### Your goal
Read through the entries below and copy each line where "GenerateParams" turns up.

* * * *

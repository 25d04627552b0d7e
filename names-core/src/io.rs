use std::fs::File;
use std::io::Read;
use std::path::{Path, PathBuf};
use std::{env, fs, io};

/// Reads a text file and returns all its lines as a `Vec<String>`.
///
/// - Reads the entire file into memory
/// - Splits on `\n` / `\r\n`
pub(crate) fn read_file<P: AsRef<Path>>(filename: P) -> io::Result<Vec<String>> {
	let mut contents = String::new();
	File::open(filename)?.read_to_string(&mut contents)?;
	Ok(contents.lines().map(str::to_owned).collect())
}

/// Extracts the base filename without extension.
///
/// Examples:
/// - `"./data/pilot.dat"` → `"pilot"`
/// - `"pilot.dat"` → `"pilot"`
pub(crate) fn get_filename<P: AsRef<Path>>(input_path: P) -> io::Result<String> {
	let stem = input_path
		.as_ref()
		.file_stem()
		.ok_or_else(|| io::Error::new(io::ErrorKind::InvalidInput, "Path has no filename"))?;

	Ok(stem.to_string_lossy().to_string())
}

/// Normalize a folder path.
///
/// - `"."` or `"./"` resolves to the current working directory
/// - Other paths are returned as-is (not canonicalized)
pub(crate) fn normalize_folder(input: &Path) -> PathBuf {
	if input == Path::new(".") || input == Path::new("./") {
		env::current_dir().unwrap_or_else(|_| PathBuf::from("."))
	} else {
		input.to_path_buf()
	}
}

/// Lists all files with a given extension in a directory, sorted by name.
///
/// Returns full paths; subdirectories are ignored.
pub(crate) fn list_files<P: AsRef<Path>>(dir: P, extension: &str) -> io::Result<Vec<PathBuf>> {
	let mut files = Vec::new();

	for entry in fs::read_dir(dir)? {
		let path = entry?.path();
		if path.is_file() && path.extension() == Some(std::ffi::OsStr::new(extension)) {
			files.push(path);
		}
	}

	files.sort();
	Ok(files)
}

#[cfg(test)]
mod tests {
	use super::*;

	#[test]
	fn lists_only_matching_files() {
		let dir = tempfile::tempdir().unwrap();
		fs::write(dir.path().join("b.dat"), "x").unwrap();
		fs::write(dir.path().join("a.dat"), "x").unwrap();
		fs::write(dir.path().join("notes.txt"), "x").unwrap();
		fs::create_dir(dir.path().join("nested.dat")).unwrap();

		let files = list_files(dir.path(), "dat").unwrap();
		let names: Vec<String> = files.iter().map(|p| get_filename(p).unwrap()).collect();
		assert_eq!(names, vec!["a", "b"]);
	}

	#[test]
	fn reads_lines() {
		let dir = tempfile::tempdir().unwrap();
		let path = dir.path().join("pilot.dat");
		fs::write(&path, "Kira\r\nTarin\n").unwrap();
		assert_eq!(read_file(&path).unwrap(), vec!["Kira", "Tarin"]);
	}

	#[test]
	fn dot_folder_is_current_dir() {
		assert!(normalize_folder(Path::new(".")).is_absolute());
		assert_eq!(normalize_folder(Path::new("data")), PathBuf::from("data"));
	}
}
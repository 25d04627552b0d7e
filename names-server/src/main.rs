use std::env;

use actix_cors::Cors;
use actix_web::{get, web, App, HttpResponse, HttpServer, Responder};

use serde::Deserialize;
use names_core::{designation, ArchetypeCatalog, Corpus, GeneratorConfig, NameError, NameGenerator, NameOptions, MAX_NAME_LENGTH};

/// Environment variable naming an optional folder of extra `.dat` corpora.
const DATA_DIR_VAR: &str = "NAMES_DATA_DIR";

/// Largest `count` accepted by `/v1/generate`.
const MAX_COUNT: usize = 100;

/// Rejects length parameters beyond what the generator can produce.
fn check_lengths(options: &NameOptions) -> Result<(), HttpResponse> {
	let too_long = [options.min_length, options.max_length]
		.into_iter()
		.flatten()
		.any(|len| len > MAX_NAME_LENGTH);
	if too_long {
		return Err(HttpResponse::BadRequest().body(format!("lengths must be <= {MAX_NAME_LENGTH}")));
	}
	Ok(())
}

/// Struct representing query parameters for the `/v1/generate` endpoint
#[derive(Deserialize)]
struct GenerateParams {
	archetype: Option<String>,
	count: Option<usize>,
	min_length: Option<usize>,
	max_length: Option<usize>,
	order: Option<usize>,
	full: Option<bool>
}

impl GenerateParams {
	fn options(&self) -> NameOptions {
		NameOptions { min_length: self.min_length, max_length: self.max_length, order: self.order }
	}
}

struct SharedData {
	generator: NameGenerator
}

#[get("/v1/generate")]
async fn get_generated(data: web::Data<SharedData>, query: web::Query<GenerateParams>) -> impl Responder {
	let archetype = query.archetype.as_deref().unwrap_or("aristocrat");
	let count = query.count.unwrap_or(1);
	if count > MAX_COUNT {
		return HttpResponse::BadRequest().body(format!("count must be <= {MAX_COUNT}"));
	}

	let options = query.options();
	if let Err(resp) = check_lengths(&options) {
		return resp;
	}

	let generator = &data.generator;
	let mut rng = rand::rng();

	// Strict lookup: a typo is reported instead of silently aliased
	let result = if query.full.unwrap_or(false) {
		generator.try_generate_full_name(archetype, count, &options, &mut rng)
	} else {
		generator.try_generate_for_archetype(archetype, count, &options, &mut rng)
	};
	let body = match result {
		Ok(names) => names,
		Err(e @ NameError::UnknownArchetype(_)) => return HttpResponse::BadRequest().body(e.to_string()),
		Err(e) => return HttpResponse::InternalServerError().body(e.to_string()),
	};

	log::debug!("generated {} '{}' names", body.len(), archetype);
	HttpResponse::Ok().body(body.join("\n"))
}

#[get("/v1/surname")]
async fn get_surname(data: web::Data<SharedData>, query: web::Query<NameOptions>) -> impl Responder {
	if let Err(resp) = check_lengths(&query) {
		return resp;
	}
	HttpResponse::Ok().body(data.generator.generate_surname_with(&query, &mut rand::rng()))
}

#[get("/v1/code")]
async fn get_code() -> impl Responder {
	HttpResponse::Ok().body(designation::generate_code())
}

#[get("/v1/archetypes")]
async fn get_archetypes(data: web::Data<SharedData>) -> impl Responder {
	let labels: Vec<&str> = data.generator.catalog().labels().collect();
	HttpResponse::Ok().body(labels.join("\n"))
}

/// Builds the generator: built-in archetypes plus the corpora found in
/// `NAMES_DATA_DIR`, when set.
fn load_generator() -> Result<NameGenerator, NameError> {
	let mut catalog = ArchetypeCatalog::default();
	if let Ok(dir) = env::var(DATA_DIR_VAR) {
		let added = catalog.load_dir(&dir)?;
		log::info!("loaded {} archetypes from {}", added, dir);
	}
	Ok(NameGenerator::new(catalog, Corpus::from_static(names_core::corpus::SURNAMES), GeneratorConfig::default()))
}

/// Main entry point for the server.
///
/// Builds the name generator once and shares it read-only between
/// workers; every request builds its own transition model.
///
/// # Notes
/// - The server binds to 127.0.0.1:5000.
/// - Log level is controlled by `RUST_LOG`.
#[actix_web::main]
async fn main() -> std::io::Result<()> {
	env_logger::Builder::from_env(env_logger::Env::default().default_filter_or("info")).init();

	let generator = load_generator().map_err(std::io::Error::other)?;
	log::info!("serving {} archetypes on 127.0.0.1:5000", generator.catalog().len());
	let shared_data = web::Data::new(SharedData { generator });

	HttpServer::new(move || {
		App::new()
			.wrap(Cors::permissive())
			.app_data(shared_data.clone())
			.service(get_generated)
			.service(get_surname)
			.service(get_code)
			.service(get_archetypes)
	})
		.bind(("127.0.0.1", 5000))?
		.run()
		.await
}

#[cfg(test)]
mod tests {
	use super::*;
	use actix_web::{http::StatusCode, test};

	fn shared() -> web::Data<SharedData> {
		web::Data::new(SharedData { generator: NameGenerator::default() })
	}

	async fn body_text(resp: actix_web::dev::ServiceResponse) -> String {
		String::from_utf8(test::read_body(resp).await.to_vec()).unwrap()
	}

	#[actix_web::test]
	async fn generates_requested_count() {
		let app = test::init_service(App::new().app_data(shared()).service(get_generated)).await;
		let req = test::TestRequest::get().uri("/v1/generate?archetype=pilot&count=4&full=true").to_request();
		let resp = test::call_service(&app, req).await;
		assert_eq!(resp.status(), StatusCode::OK);

		let text = body_text(resp).await;
		let lines: Vec<&str> = text.lines().collect();
		assert_eq!(lines.len(), 4);
		assert!(lines.iter().all(|l| l.split(' ').count() == 2), "{text}");
	}

	#[actix_web::test]
	async fn unknown_archetype_is_a_bad_request() {
		let app = test::init_service(App::new().app_data(shared()).service(get_generated)).await;
		let req = test::TestRequest::get().uri("/v1/generate?archetype=pirate").to_request();
		let resp = test::call_service(&app, req).await;
		assert_eq!(resp.status(), StatusCode::BAD_REQUEST);
	}

	#[actix_web::test]
	async fn rejects_oversized_count() {
		let app = test::init_service(App::new().app_data(shared()).service(get_generated)).await;
		let req = test::TestRequest::get().uri("/v1/generate?count=1000").to_request();
		let resp = test::call_service(&app, req).await;
		assert_eq!(resp.status(), StatusCode::BAD_REQUEST);
	}

	#[actix_web::test]
	async fn robots_stay_surname_free() {
		let app = test::init_service(App::new().app_data(shared()).service(get_generated)).await;
		let req = test::TestRequest::get().uri("/v1/generate?archetype=robot&count=3&full=true").to_request();
		let resp = test::call_service(&app, req).await;
		assert_eq!(resp.status(), StatusCode::OK);

		let text = body_text(resp).await;
		assert_eq!(text.lines().count(), 3);
		assert!(text.lines().all(|l| !l.contains(' ') && designation::is_designation(l)), "{text}");
	}

	#[actix_web::test]
	async fn serves_a_surname() {
		let app = test::init_service(App::new().app_data(shared()).service(get_surname)).await;
		let req = test::TestRequest::get().uri("/v1/surname").to_request();
		let resp = test::call_service(&app, req).await;
		assert_eq!(resp.status(), StatusCode::OK);

		let surname = body_text(resp).await;
		assert!((4..=8).contains(&surname.chars().count()), "{surname}");
	}

	#[actix_web::test]
	async fn rejects_oversized_lengths() {
		let app = test::init_service(
			App::new().app_data(shared()).service(get_surname).service(get_generated),
		)
		.await;

		let req = test::TestRequest::get()
			.uri("/v1/surname?min_length=20000000&max_length=20000000")
			.to_request();
		assert_eq!(test::call_service(&app, req).await.status(), StatusCode::BAD_REQUEST);

		let req = test::TestRequest::get().uri("/v1/generate?archetype=aristocrat&max_length=65").to_request();
		assert_eq!(test::call_service(&app, req).await.status(), StatusCode::BAD_REQUEST);

		let req = test::TestRequest::get().uri("/v1/surname?max_length=64").to_request();
		assert_eq!(test::call_service(&app, req).await.status(), StatusCode::OK);
	}

	#[actix_web::test]
	async fn lists_archetypes_and_codes() {
		let app = test::init_service(
			App::new().app_data(shared()).service(get_archetypes).service(get_code),
		)
		.await;

		let req = test::TestRequest::get().uri("/v1/archetypes").to_request();
		let text = body_text(test::call_service(&app, req).await).await;
		assert!(text.lines().any(|l| l == "robot"));

		let req = test::TestRequest::get().uri("/v1/code").to_request();
		let code = body_text(test::call_service(&app, req).await).await;
		assert!(designation::is_designation(&code), "{code}");
	}
}
//! Archetype profiles and the catalog mapping labels to them.

use std::collections::BTreeMap;
use std::path::Path;

use crate::config::LengthBounds;
use crate::corpus::{self, Corpus};
use crate::error::{NameError, NameResult};
use crate::io;

/// How names of an archetype are produced.
#[derive(Clone, Debug, PartialEq, Eq)]
pub enum ArchetypeKind {
	/// Learned from a seed corpus.
	Statistical(Corpus),
	/// Template-based codes, see [`crate::designation`].
	Designation,
}

/// One named character category.
#[derive(Clone, Debug, PartialEq, Eq)]
pub struct ArchetypeProfile {
	name: String,
	kind: ArchetypeKind,
	bounds: Option<LengthBounds>,
}

impl ArchetypeProfile {
	/// Statistical archetype learned from `corpus`.
	pub fn statistical(name: &str, corpus: Corpus, bounds: Option<LengthBounds>) -> Self {
		Self { name: normalize_label(name), kind: ArchetypeKind::Statistical(corpus), bounds }
	}

	/// Archetype whose names are designations.
	pub fn designation(name: &str) -> Self {
		Self { name: normalize_label(name), kind: ArchetypeKind::Designation, bounds: None }
	}

	pub fn name(&self) -> &str {
		&self.name
	}

	pub fn kind(&self) -> &ArchetypeKind {
		&self.kind
	}

	/// Length override, if the archetype defines one.
	pub fn bounds(&self) -> Option<LengthBounds> {
		self.bounds
	}

	/// Seed names, empty for designation archetypes.
	pub fn seeds(&self) -> &[String] {
		match &self.kind {
			ArchetypeKind::Statistical(corpus) => corpus.names(),
			ArchetypeKind::Designation => &[],
		}
	}

	pub fn is_designation(&self) -> bool {
		matches!(self.kind, ArchetypeKind::Designation)
	}
}

/// Canonical form of an archetype label.
///
/// Trimmed, lower-cased, with spaces and dashes turned into underscores:
/// `" Star Knight "` → `"star_knight"`.
pub fn normalize_label(label: &str) -> String {
	label
		.trim()
		.chars()
		.map(|c| if c == ' ' || c == '-' { '_' } else { c.to_ascii_lowercase() })
		.collect()
}

/// Read-only mapping from archetype label to profile.
///
/// # Invariants
/// - The default archetype is always present
/// - Labels are stored normalized
#[derive(Clone, Debug)]
pub struct ArchetypeCatalog {
	profiles: BTreeMap<String, ArchetypeProfile>,
	default: String,
}

impl Default for ArchetypeCatalog {
	/// The built-in archetypes. `aristocrat` is the default.
	fn default() -> Self {
		let mut catalog = Self::new(ArchetypeProfile::statistical(
			"aristocrat",
			Corpus::from_static(corpus::ARISTOCRAT),
			Some(LengthBounds::new(4, 8)),
		));

		let builtin = [
			("mercenary", corpus::MERCENARY, LengthBounds::new(3, 6)),
			("pilot", corpus::PILOT, LengthBounds::new(3, 6)),
			("star_knight", corpus::STAR_KNIGHT, LengthBounds::new(4, 8)),
			("alien_brute", corpus::ALIEN_BRUTE, LengthBounds::new(4, 6)),
			("alien_mystic", corpus::ALIEN_MYSTIC, LengthBounds::new(4, 7)),
		];
		for (name, names, bounds) in builtin {
			let profile = ArchetypeProfile::statistical(name, Corpus::from_static(names), Some(bounds));
			catalog.profiles.insert(profile.name.clone(), profile);
		}

		let robot = ArchetypeProfile::designation("robot");
		catalog.profiles.insert(robot.name.clone(), robot);
		catalog
	}
}

impl ArchetypeCatalog {
	/// Creates a catalog holding only `default`.
	pub fn new(default: ArchetypeProfile) -> Self {
		let label = default.name.clone();
		let mut profiles = BTreeMap::new();
		profiles.insert(label.clone(), default);
		Self { profiles, default: label }
	}

	/// Registers a profile.
	///
	/// # Errors
	/// Returns an error if the label is already taken.
	pub fn insert(&mut self, profile: ArchetypeProfile) -> NameResult<()> {
		if self.profiles.contains_key(&profile.name) {
			return Err(NameError::DuplicateArchetype(profile.name));
		}
		self.profiles.insert(profile.name.clone(), profile);
		Ok(())
	}

	/// Adds one statistical archetype per `.dat` file of `dir`.
	///
	/// # Behavior
	/// - The label is the file stem (`data/smuggler.dat` → `smuggler`).
	/// - Each line is a name; blank lines and `#` comments are skipped.
	/// - Loaded archetypes have no length override.
	///
	/// Returns the number of archetypes added.
	///
	/// # Errors
	/// - The path is not a directory or cannot be read.
	/// - A file holds no usable name, or its label is already registered.
	pub fn load_dir<P: AsRef<Path>>(&mut self, dir: P) -> NameResult<usize> {
		let folder = io::normalize_folder(dir.as_ref());
		if !folder.is_dir() {
			return Err(NameError::Io(std::io::Error::new(
				std::io::ErrorKind::NotFound,
				format!("Expected a directory, got: {}", folder.display()),
			)));
		}

		let mut added = 0;
		for path in io::list_files(&folder, "dat")? {
			let label = io::get_filename(&path)?;
			let corpus = Corpus::from_lines(io::read_file(&path)?);
			if corpus.is_empty() {
				return Err(NameError::EmptyCorpus(label));
			}
			log::debug!("loaded corpus '{}' ({} names)", label, corpus.len());
			self.insert(ArchetypeProfile::statistical(&label, corpus, None))?;
			added += 1;
		}
		Ok(added)
	}

	/// Looks up a label (normalized first).
	pub fn get(&self, label: &str) -> Option<&ArchetypeProfile> {
		self.profiles.get(&normalize_label(label))
	}

	/// Profile used for unrecognized labels.
	pub fn default_profile(&self) -> &ArchetypeProfile {
		// Present by construction
		&self.profiles[&self.default]
	}

	/// All labels, sorted.
	pub fn labels(&self) -> impl Iterator<Item = &str> {
		self.profiles.keys().map(String::as_str)
	}

	pub fn len(&self) -> usize {
		self.profiles.len()
	}

	pub fn is_empty(&self) -> bool {
		self.profiles.is_empty()
	}
}
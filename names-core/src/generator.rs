use crate::archetype::{ArchetypeCatalog, ArchetypeKind, ArchetypeProfile};
use crate::config::{GeneratorConfig, LengthBounds, NameOptions};
use crate::corpus::{self, Corpus};
use crate::designation;
use crate::error::{NameError, NameResult};
use crate::model::sampler;
use crate::model::transition_model::TransitionModel;
use crate::novelty::is_too_similar;
use rand::Rng;

/// Fallback candidates tried per missing name before novelty checks are
/// relaxed to plain duplicate checks.
const FALLBACK_TRIES_PER_NAME: usize = 100;

/// High-level name generator over an archetype catalog.
///
/// # Responsibilities
/// - Resolve archetype labels to corpora and length bounds
/// - Build one transition model per request and sample from it
/// - Keep results unique and away from the seed names
/// - Fall back to synthesized names when the model runs dry
///
/// Immutable after construction; every call builds its own model, so a
/// single instance can be shared between threads.
#[derive(Debug, Clone)]
pub struct NameGenerator {
	catalog: ArchetypeCatalog,
	surnames: Corpus,
	config: GeneratorConfig,
}

impl Default for NameGenerator {
	/// Built-in archetypes, built-in surnames, default configuration.
	fn default() -> Self {
		Self::new(
			ArchetypeCatalog::default(),
			Corpus::from_static(corpus::SURNAMES),
			GeneratorConfig::default(),
		)
	}
}

impl NameGenerator {
	pub fn new(catalog: ArchetypeCatalog, surnames: Corpus, config: GeneratorConfig) -> Self {
		Self { catalog, surnames, config }
	}

	pub fn catalog(&self) -> &ArchetypeCatalog {
		&self.catalog
	}

	pub fn config(&self) -> &GeneratorConfig {
		&self.config
	}

	/// Resolves a label, falling back to the default archetype.
	///
	/// Returns the profile and whether the label was recognized.
	fn resolve(&self, archetype: &str) -> (&ArchetypeProfile, bool) {
		match self.catalog.get(archetype) {
			Some(profile) => (profile, true),
			None => {
				log::warn!(
					"unknown archetype '{}', using '{}'",
					archetype,
					self.catalog.default_profile().name()
				);
				(self.catalog.default_profile(), false)
			}
		}
	}

	/// Generates `count` first names for `archetype` with the thread RNG.
	pub fn generate_for_archetype(&self, archetype: &str, count: usize) -> Vec<String> {
		self.generate_for_archetype_with(archetype, count, &NameOptions::default(), &mut rand::rng())
	}

	/// Generates `count` first names for `archetype`.
	///
	/// # Behavior
	/// - Designation archetypes return `count` independent codes.
	/// - Unknown labels use the default archetype's corpus with the
	///   caller's bounds.
	/// - Known labels use their own bounds when they define some.
	/// - `count == 0` returns an empty list.
	///
	/// Never fails: names the model cannot supply are synthesized.
	pub fn generate_for_archetype_with<R: Rng + ?Sized>(
		&self,
		archetype: &str,
		count: usize,
		options: &NameOptions,
		rng: &mut R,
	) -> Vec<String> {
		let (profile, known) = self.resolve(archetype);
		let bounds = match profile.bounds() {
			Some(bounds) if known => bounds,
			_ => options.bounds_or(self.config.default_bounds),
		};
		self.generate_from_profile(profile, count, bounds, options.order_or(self.config.order), rng)
	}

	/// Strict variant of [`Self::generate_for_archetype_with`].
	///
	/// # Errors
	/// Returns [`NameError::UnknownArchetype`] instead of substituting the
	/// default archetype.
	pub fn try_generate_for_archetype<R: Rng + ?Sized>(
		&self,
		archetype: &str,
		count: usize,
		options: &NameOptions,
		rng: &mut R,
	) -> NameResult<Vec<String>> {
		let profile = self
			.catalog
			.get(archetype)
			.ok_or_else(|| NameError::UnknownArchetype(archetype.to_owned()))?;
		let bounds = profile.bounds().unwrap_or_else(|| options.bounds_or(self.config.default_bounds));
		Ok(self.generate_from_profile(profile, count, bounds, options.order_or(self.config.order), rng))
	}

	fn generate_from_profile<R: Rng + ?Sized>(
		&self,
		profile: &ArchetypeProfile,
		count: usize,
		bounds: LengthBounds,
		order: usize,
		rng: &mut R,
	) -> Vec<String> {
		let corpus = match profile.kind() {
			ArchetypeKind::Designation => {
				return (0..count).map(|_| designation::generate_code_with(&mut *rng)).collect();
			}
			ArchetypeKind::Statistical(corpus) => corpus,
		};
		if count == 0 {
			return Vec::new();
		}

		let model = self.build_model(corpus, order);
		let seeds = corpus.names();
		let mut result: Vec<String> = Vec::with_capacity(count);

		let max_attempts = count.saturating_mul(self.config.attempts_per_name);
		let mut attempts = 0;
		while result.len() < count && attempts < max_attempts {
			attempts += 1;
			let name = sampler::sample(&model, bounds, self.config.sample_attempts, rng);
			if !contains_ignore_case(&result, &name)
				&& !is_too_similar(&name, result.iter().chain(seeds), self.config.similarity_threshold)
			{
				result.push(name);
			}
		}

		if result.len() < count {
			log::debug!(
				"'{}': {} of {} names after {} samples, filling with fallbacks",
				profile.name(),
				result.len(),
				count,
				attempts
			);
			self.fill_with_fallbacks(&mut result, count, seeds, bounds, rng);
		}
		result
	}

	/// Tops `result` up to `count` with synthesized names.
	///
	/// Candidates must not exact- or substring-match a result or a seed.
	/// Past a first ceiling only exact duplicates are refused; past a second
	/// one any candidate is taken so the call always terminates.
	fn fill_with_fallbacks<R: Rng + ?Sized>(
		&self,
		result: &mut Vec<String>,
		count: usize,
		seeds: &[String],
		bounds: LengthBounds,
		rng: &mut R,
	) {
		let strict_ceiling = count.saturating_mul(FALLBACK_TRIES_PER_NAME);
		let relaxed_ceiling = strict_ceiling.saturating_mul(2);
		let mut tries = 0usize;

		while result.len() < count {
			tries += 1;
			let name = sampler::fallback_name(bounds, rng);
			let accept = if tries <= strict_ceiling {
				// Threshold 1.0 keeps only the exact and substring checks
				!is_too_similar(&name, result.iter().chain(seeds), 1.0)
			} else if tries <= relaxed_ceiling {
				!contains_ignore_case(result, &name)
			} else {
				log::warn!("fallback ceiling reached, accepting '{}' unchecked", name);
				true
			};
			if accept {
				result.push(name);
			}
		}
	}

	fn build_model(&self, corpus: &Corpus, order: usize) -> TransitionModel {
		TransitionModel::build(corpus, order).unwrap_or_else(|err| {
			log::warn!("{err}, sampling from an empty model");
			TransitionModel::default()
		})
	}

	/// Generates one surname with the thread RNG.
	pub fn generate_surname(&self) -> String {
		self.generate_surname_with(&NameOptions::default(), &mut rand::rng())
	}

	/// Generates one surname from the surname corpus.
	///
	/// Bounds default to the configured surname bounds (4-8).
	pub fn generate_surname_with<R: Rng + ?Sized>(&self, options: &NameOptions, rng: &mut R) -> String {
		let bounds = options.bounds_or(self.config.surname_bounds);
		let model = self.build_model(&self.surnames, options.order_or(self.config.order));
		sampler::sample(&model, bounds, self.config.sample_attempts, rng)
	}

	/// Generates `count` full names with the thread RNG.
	pub fn generate_full_name(&self, archetype: &str, count: usize) -> Vec<String> {
		self.generate_full_name_with(archetype, count, &mut rand::rng())
	}

	/// Pairs each first name with an independently generated surname.
	///
	/// Designation entries stand alone, without a surname.
	pub fn generate_full_name_with<R: Rng + ?Sized>(&self, archetype: &str, count: usize, rng: &mut R) -> Vec<String> {
		let profile = self.catalog.get(archetype).unwrap_or_else(|| self.catalog.default_profile());
		let firsts = self.generate_for_archetype_with(archetype, count, &NameOptions::default(), rng);
		self.pair_with_surnames(profile, firsts, rng)
	}

	/// Strict variant of [`Self::generate_full_name_with`]; `options` apply
	/// to the first names only.
	///
	/// # Errors
	/// Returns [`NameError::UnknownArchetype`] for an unknown label.
	pub fn try_generate_full_name<R: Rng + ?Sized>(
		&self,
		archetype: &str,
		count: usize,
		options: &NameOptions,
		rng: &mut R,
	) -> NameResult<Vec<String>> {
		let firsts = self.try_generate_for_archetype(archetype, count, options, rng)?;
		let profile = self
			.catalog
			.get(archetype)
			.ok_or_else(|| NameError::UnknownArchetype(archetype.to_owned()))?;
		Ok(self.pair_with_surnames(profile, firsts, rng))
	}

	fn pair_with_surnames<R: Rng + ?Sized>(
		&self,
		profile: &ArchetypeProfile,
		firsts: Vec<String>,
		rng: &mut R,
	) -> Vec<String> {
		if profile.is_designation() {
			return firsts;
		}
		firsts
			.into_iter()
			.map(|first| {
				let last = self.generate_surname_with(&NameOptions::default(), &mut *rng);
				format!("{first} {last}")
			})
			.collect()
	}

	/// Numbered full-name suggestions, one line each (`"1. Kira Varn"`).
	pub fn suggest_names<R: Rng + ?Sized>(&self, archetype: &str, count: usize, rng: &mut R) -> Vec<String> {
		self.generate_full_name_with(archetype, count, rng)
			.into_iter()
			.enumerate()
			.map(|(i, name)| format!("{}. {}", i + 1, name))
			.collect()
	}
}

fn contains_ignore_case(names: &[String], name: &str) -> bool {
	names.iter().any(|n| n.eq_ignore_ascii_case(name))
}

* * * *

### Result
struct GenerateParams {
impl GenerateParams {
async fn get_generated(data: web::Data<SharedData>, query: web::Query<GenerateParams>) -> impl Responder {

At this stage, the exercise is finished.